A Confissão que a Gávea Não Queria Ouvir
Senhoras e senhores, tricolores de alma e coração, preparem a melhor taça. Há momentos em que a realidade se impõe de forma tão cristalina que até mesmo nossos mais notórios rivais são forçados a curvar-se. Em um raro momento de lucidez, o presidente do Flamengo, Luiz Eduardo Baptista, mais conhecido como Bap, admitiu o que nós, da nação tricolor, sempre soubemos: a gestão do Fluminense é um primor de eficiência.
A declaração, que deve ter causado calafrios na Gávea, ocorreu durante um painel na São Paulo Innovation Week. O tema era pomposo, algo sobre a “hegemonia” que eles tanto almejam, mas foi a comparação com o Fluzão que roubou a cena. Diante de jornalistas, Bap não teve outra opção a não ser reconhecer a superioridade da nossa inteligência administrativa.
‘O Fluminense é Mais Eficiente que Flamengo e Palmeiras’
As palavras exatas, para que não haja dúvidas e para que sejam emolduradas em Laranjeiras, foram estas: “Quando eu olho o que eu coloco de dinheiro, o que o Palmeiras coloca. O Fluminense é mais eficiente que Flamengo e Palmeiras”, cravou o dirigente rubro-negro. Uma confissão em alto e bom som.
Ele prosseguiu, numa análise que soa como música aos nossos ouvidos: “Não muda nada meu sentimento em respeito, é um reconhecimento óbvio. Quando você tem menos, é muito mais criterioso nas decisões. Não ter dinheiro é muito ruim, mas faz você ser mais criativo nas soluções. Quando você tem, fica relaxado, preguiçoso. E quando ganha piora.”
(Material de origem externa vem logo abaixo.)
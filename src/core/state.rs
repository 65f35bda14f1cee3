//! State and Action traits for store values.
//!
//! Both are marker traits with blanket implementations: any type with the
//! right bounds is usable as a store state or action without boilerplate.

use std::fmt::Debug;

/// Trait for values held by a store.
///
/// States are immutable snapshots. The store owns the live value and hands
/// out clones, so readers can never observe a half-written state.
///
/// # Required Traits
///
/// - `Clone`: readers and subscribers receive copies
/// - `PartialEq`: no-op transitions are detected by value equality
/// - `Debug`: states are logged on commit
/// - `Send` + `Sync`: the live value is shared across threads
///
/// # Example
///
/// ```rust
/// use statestore::core::State;
///
/// #[derive(Clone, PartialEq, Debug, Default)]
/// struct Counter {
///     count: u64,
/// }
///
/// fn assert_state<S: State>() {}
/// assert_state::<Counter>();
/// ```
pub trait State: Clone + PartialEq + Debug + Send + Sync + 'static {}

impl<T> State for T where T: Clone + PartialEq + Debug + Send + Sync + 'static {}

/// Trait for messages dispatched to a store.
///
/// Actions have no identity beyond their payload: two equal actions are two
/// independent events. `Debug` is required so failed transitions can name
/// the action that caused them.
pub trait Action: Debug + Send + 'static {}

impl<T> Action for T where T: Debug + Send + 'static {}

#[cfg(test)]
mod tests {
    use super::*;

    #[derive(Clone, PartialEq, Debug)]
    struct Counter {
        count: u64,
    }

    #[derive(Debug)]
    enum CounterAction {
        Increment,
    }

    fn is_state<S: State>(_: &S) -> bool {
        true
    }

    fn is_action<A: Action>(_: &A) -> bool {
        true
    }

    #[test]
    fn plain_structs_are_states() {
        assert!(is_state(&Counter { count: 0 }));
        assert!(is_state(&vec![1u8, 2, 3]));
        assert!(is_state(&String::from("ready")));
    }

    #[test]
    fn plain_enums_are_actions() {
        assert!(is_action(&CounterAction::Increment));
        assert!(is_action(&42u32));
    }

    #[test]
    fn state_is_comparable() {
        let state1 = Counter { count: 1 };
        let state2 = Counter { count: 1 };
        let state3 = Counter { count: 2 };

        assert_eq!(state1, state2);
        assert_ne!(state1, state3);
    }
}
//! Store configuration.
//!
//! Every field has a default, so partial configs deserialize cleanly:
//!
//! ```rust
//! use statestore::config::StoreConfig;
//!
//! let config = StoreConfig::from_json(r#"{ "name": "session", "capacity": 64 }"#).unwrap();
//! assert_eq!(config.name, "session");
//! assert_eq!(config.capacity, Some(64));
//! assert_eq!(config.max_follow_ups, StoreConfig::DEFAULT_MAX_FOLLOW_UPS);
//! ```

use crate::builder::BuildError;
use serde::{Deserialize, Serialize};

/// Tunables for a single store.
#[derive(Clone, Debug, PartialEq, Eq, Serialize, Deserialize)]
#[serde(default)]
pub struct StoreConfig {
    /// Name used in log spans.
    pub name: String,

    /// Inbox bound. `None` is unbounded; `Some(n)` rejects dispatches with
    /// `StoreError::QueueFull` once `n` actions are waiting.
    pub capacity: Option<usize>,

    /// Maximum follow-up actions a single dispatched action may cause,
    /// counted across the whole chain it triggers.
    pub max_follow_ups: usize,
}

impl StoreConfig {
    pub const DEFAULT_NAME: &'static str = "store";
    pub const DEFAULT_MAX_FOLLOW_UPS: usize = 1024;
    /// Largest bounded inbox the channel can hold.
    pub const MAX_CAPACITY: usize = tokio::sync::Semaphore::MAX_PERMITS;

    /// Parse a config from JSON, then validate it.
    pub fn from_json(json: &str) -> Result<Self, BuildError> {
        let config: Self =
            serde_json::from_str(json).map_err(|e| BuildError::InvalidConfig(e.to_string()))?;
        config.validate()?;
        Ok(config)
    }

    /// Check field ranges.
    pub fn validate(&self) -> Result<(), BuildError> {
        if let Some(capacity) = self.capacity {
            if capacity == 0 || capacity > Self::MAX_CAPACITY {
                return Err(BuildError::InvalidCapacity);
            }
        }
        if self.max_follow_ups == 0 {
            return Err(BuildError::InvalidConfig(
                "max_follow_ups must be at least 1".to_string(),
            ));
        }
        Ok(())
    }
}

impl Default for StoreConfig {
    fn default() -> Self {
        Self {
            name: Self::DEFAULT_NAME.to_string(),
            capacity: None,
            max_follow_ups: Self::DEFAULT_MAX_FOLLOW_UPS,
        }
    }
}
Ora, ora. Parece que alguém finalmente entendeu a diferença entre gastar e investir. Enquanto alguns se afogam em bilhões, o esquadrão de Laranjeiras navega com a sabedoria de quem sabe o valor de cada centavo. A criatividade e o critério citados por Bap são o DNA do Time de Guerreiros.
Inteligência vs. Carteira: Os Números Não Mentem
A fala do presidente rival não é mera opinião; é um fato corroborado por números. Os balanços financeiros das temporadas 2024 e 2025 são categóricos. Enquanto o Flamengo esbanjou R$ 1,05 bilhão e o Botafogo, pasmem, R$ 1,3 bilhão, o nosso Fluzão investiu R$ 287,7 milhões em contratações.
Com esse valor, que nos coloca apenas como o 12º clube em gastos, superamos em campo uma legião de novos ricos e gastadores compulsivos. Vejam só a lista de quem ficou para trás do Nense no Brasileirão de 2025, mesmo abrindo a carteira sem pudor:
- Bahia: R$ 510 milhões
- Atlético-MG: R$ 483,3 milhões
- Vasco: R$ 320,7 milhões
- Corinthians: R$ 313 milhões
- Santos: R$ 292,5 milhões
- Grêmio: R$ 288 milhões
Enquanto eles contavam dinheiro, nós contávamos pontos. O resultado? Um honroso quinto lugar no Brasileirão, além de semifinais na Copa do Mundo de Clubes e na Copa do Brasil em 2025. Isso não é sorte, caros tricolores. Isso é competência. É a prova de que em Laranjeiras, o futebol ainda é pensado com a cabeça, não apenas com o talão de cheques.
O Desafio: Transformar a Eficiência em Mais Troféus
É claro que a análise não pode ser desprovida de autocrítica. O próprio texto da reportagem original aponta que, neste recorte recente, os principais troféus (com a exceção da Copa do Brasil vencida pelo Corinthians) ficaram nas mãos dos que mais gastaram. A eficiência nos torna competitivos, nos coloca na briga, mas a glória máxima ainda tem nos escapado por detalhes.
A confissão de Bap, portanto, serve como um duplo estímulo. Primeiro, para inflar nosso orgulho e validar nosso modelo de gestão. Segundo, como um lembrete à nossa própria diretoria de que, com um pouco mais de ousadia cirúrgica, essa eficiência pode e deve ser convertida em uma sala de troféus ainda mais recheada.
Que o reconhecimento vindo do outro lado da ponte sirva de lição. Eles têm o dinheiro, mas nós temos a classe, a história e, como agora admitem, a eficiência. E isso, meus amigos, dinheiro nenhum pode comprar. Flu até morrer!
Informações com base em reportagem do ge.globo.com.